On blockchain, the trade asset can be digitized through crypto-tokens to denote custody or ownership of the bearer and link its transfer between trade transaction participants on blockchain with the movement of the physical asset, establishing a clear chain of provenance. The trade-related documents can also be directly issued and verified on the blockchain by relevant parties. Asset tokenization on blockchain provides delivery assurance and better risk management for buyers by enabling real-time shipment status tracking and visibility into transport conditions.

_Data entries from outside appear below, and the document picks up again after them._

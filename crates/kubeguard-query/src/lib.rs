//! Query adapters: run cluster queries through `kubectl` or replay recorded output.
//!
//! This is the only crate that spawns external processes. It never retries: a failed query is
//! reported once and the caller fails that control closed.

#![forbid(unsafe_code)]

mod kubectl;
mod replay;

use camino::Utf8PathBuf;
use kubeguard_domain::model::{QueryFailure, QueryFailureKind};
use kubeguard_domain::policy::QuerySpec;
use std::time::Duration;

pub use kubectl::{KubectlRunner, kubectl_args};
pub use replay::ReplayRunner;

/// Raw output of a successful query.
#[derive(Clone, Debug, Default, PartialEq, Eq)]
pub struct RawOutput {
    pub stdout: String,
    pub stderr: String,
}

#[derive(Debug, thiserror::Error)]
pub enum QueryError {
    #[error("failed to start `{program}`: {source}")]
    Spawn {
        program: String,
        #[source]
        source: std::io::Error,
    },
    #[error("`{command}` exited with {status}: {stderr}")]
    Exit {
        command: String,
        status: String,
        stderr: String,
    },
    #[error("API server unreachable: {stderr}")]
    Unreachable { stderr: String },
    #[error("`{command}` timed out after {}s", .timeout.as_secs_f64())]
    Timeout { command: String, timeout: Duration },
    #[error("no recorded output at {path}: {source}")]
    Replay {
        path: Utf8PathBuf,
        #[source]
        source: std::io::Error,
    },
    #[error("I/O error while running `{command}`: {source}")]
    Io {
        command: String,
        #[source]
        source: std::io::Error,
    },
}

impl QueryError {
    pub fn kind(&self) -> QueryFailureKind {
        match self {
            QueryError::Spawn { .. } => QueryFailureKind::Spawn,
            QueryError::Exit { .. } | QueryError::Io { .. } => QueryFailureKind::Exit,
            QueryError::Unreachable { .. } => QueryFailureKind::Unreachable,
            QueryError::Timeout { .. } => QueryFailureKind::Timeout,
            QueryError::Replay { .. } => QueryFailureKind::Replay,
        }
    }
}

impl From<&QueryError> for QueryFailure {
    fn from(err: &QueryError) -> Self {
        QueryFailure::new(err.kind(), err.to_string())
    }
}

/// Executes a query for a control.
///
/// Implementations must be shareable across threads: controls are evaluated in parallel.
pub trait QueryRunner: Send + Sync {
    fn invoke(&self, spec: &QuerySpec) -> Result<RawOutput, QueryError>;

    /// Human-readable rendering of what `invoke` would run (for logs and `list`).
    fn describe(&self, spec: &QuerySpec) -> String;
}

Managing the flow and transfer of trade documents, such as bill of lading, on blockchain reduces hold-ups in the release of cargo to the buyer due to delayed receipt of trade documents, and it also prevents losses from document manipulation and errors.

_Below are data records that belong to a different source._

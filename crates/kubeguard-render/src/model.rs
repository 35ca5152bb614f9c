#[derive(Clone, Copy, Debug, PartialEq, Eq)]
pub enum RenderableStatus {
    Pass,
    Fail,
    Error,
}

#[derive(Clone, Copy, Debug, PartialEq, Eq)]
pub enum RenderableVerdictStatus {
    Pass,
    Warn,
    Fail,
}

#[derive(Clone, Debug, PartialEq, Eq)]
pub struct RenderableViolation {
    pub identifier: String,
    pub code: String,
}

#[derive(Clone, Debug, PartialEq, Eq)]
pub struct RenderableControl {
    pub control_id: String,
    pub title: String,
    pub severity: String,
    pub status: RenderableStatus,
    pub message: String,
    pub remediation: Option<String>,
    pub violations: Vec<RenderableViolation>,
    pub warnings: Vec<String>,
}

#[derive(Clone, Debug, PartialEq, Eq)]
pub struct RenderableData {
    pub profile: String,
    pub controls_total: u32,
    pub controls_passed: u32,
    pub controls_failed: u32,
    pub controls_errored: u32,
    pub violations_total: u32,
}

#[derive(Clone, Debug, PartialEq, Eq)]
pub struct RenderableReport {
    pub verdict: RenderableVerdictStatus,
    pub controls: Vec<RenderableControl>,
    pub data: RenderableData,
}
//! Pure control evaluation (no IO).
//!
//! Input: resolved controls plus the raw output (or failure) of each control's query.
//! Output: per-control results + verdict + summary data.

#![forbid(unsafe_code)]

pub mod allowlist;
pub mod condition;
pub mod model;
pub mod parse;
pub mod policy;
pub mod report;

mod engine;
mod fingerprint;

#[cfg(test)]
mod proptest;
#[cfg(test)]
mod test_support;

pub use engine::{evaluate_control, evaluate_records, summarize, Evaluation};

3. Mitigating risks and increasing financing revenues for banks through payment instrument digitization:
Trade receivables and other payment instruments such as promissory notes, checks, drafts or bills of exchange act as negotiable instruments that can be transferred to third parties like banks and other financial institutions. This makes it possible for suppliers to get funding to meet their working capital needs by sale or transfer of these payment instruments through discounting, factoring or forfeiting.
However, banks face challenges in detecting deviations and ensuring compliance because of process inefficiencies, such as limited availability of trade information, reliance on documentary proofs of trade, and the high cost of manual screening required, making them vulnerable to business risk. The resulting risks include substantial loss from financing fraud, such as duplicate financing and submission of fake receivables, reputational damage, costly lawsuits and ever-increasing penalties in the form of multi-million-dollar fines.
Another key pain point in financing is the unavailability of sufficient and timely trade credit for SMEs, which generally receive deferred payment terms from corporate buyers but need liquidity in the interim to meet their working capital needs. The overhead involved in issuing, storing, transferring and redeeming receivable instruments in paper form also makes for an operationally inefficient, costly and time-consuming process.
Since payment instruments are essentially credit instruments created by trade transactions, they can be directly issued on a blockchain network as native assets. Payment instruments such as bills of exchange or promissory notes can be digitally created as financial contracts between the issuing and redeeming parties. Direct issuance of payment instruments on blockchain prevents fraudulent invoicing practices, improves SME financing options through increased liquidity of receivables, and enables process efficiencies in managing receivables.
Conclusion: Advantages of blockchain in trade finance and the future of international trade can be summarized below.
- Real-time review: Financial documents linked and accessible through Blockchain are reviewed and approved in real time, reducing the time it takes to initiate shipment.
- Transparent factoring: Invoices accessed on blockchain provide a real-time and transparent view into subsequent short-term financing.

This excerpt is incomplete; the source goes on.